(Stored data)

-- Opening Marker --

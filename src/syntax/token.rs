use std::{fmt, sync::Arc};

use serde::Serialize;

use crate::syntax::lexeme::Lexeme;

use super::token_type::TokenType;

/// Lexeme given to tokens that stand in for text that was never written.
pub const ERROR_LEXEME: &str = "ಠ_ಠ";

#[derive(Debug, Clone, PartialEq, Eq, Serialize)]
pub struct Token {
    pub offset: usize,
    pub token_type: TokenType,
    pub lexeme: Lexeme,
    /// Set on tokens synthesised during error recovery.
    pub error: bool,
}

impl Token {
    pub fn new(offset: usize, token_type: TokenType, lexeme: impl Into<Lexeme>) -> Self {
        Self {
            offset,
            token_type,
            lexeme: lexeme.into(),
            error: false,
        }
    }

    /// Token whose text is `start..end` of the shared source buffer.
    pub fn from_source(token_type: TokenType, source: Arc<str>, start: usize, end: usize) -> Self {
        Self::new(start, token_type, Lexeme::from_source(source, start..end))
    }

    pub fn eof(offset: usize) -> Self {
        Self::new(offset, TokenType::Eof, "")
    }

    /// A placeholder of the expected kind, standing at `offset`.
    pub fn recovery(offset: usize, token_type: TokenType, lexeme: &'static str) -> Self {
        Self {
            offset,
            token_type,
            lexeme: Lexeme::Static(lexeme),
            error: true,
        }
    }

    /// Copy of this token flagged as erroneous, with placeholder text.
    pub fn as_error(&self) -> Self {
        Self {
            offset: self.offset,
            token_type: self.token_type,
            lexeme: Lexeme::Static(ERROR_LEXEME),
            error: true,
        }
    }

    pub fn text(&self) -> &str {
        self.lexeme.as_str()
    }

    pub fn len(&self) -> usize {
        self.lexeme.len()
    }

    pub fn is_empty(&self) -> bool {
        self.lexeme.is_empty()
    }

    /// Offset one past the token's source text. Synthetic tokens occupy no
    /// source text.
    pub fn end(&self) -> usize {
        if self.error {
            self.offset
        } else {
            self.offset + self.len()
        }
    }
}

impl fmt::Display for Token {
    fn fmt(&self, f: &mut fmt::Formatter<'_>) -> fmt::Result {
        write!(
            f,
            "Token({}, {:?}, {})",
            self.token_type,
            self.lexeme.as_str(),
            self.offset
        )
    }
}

-- Closing Marker --

_Task to complete_
Looking at the records above, state the number of lines where the word "syntax" occurs, and write nothing beyond it.

_Solution to this task_
2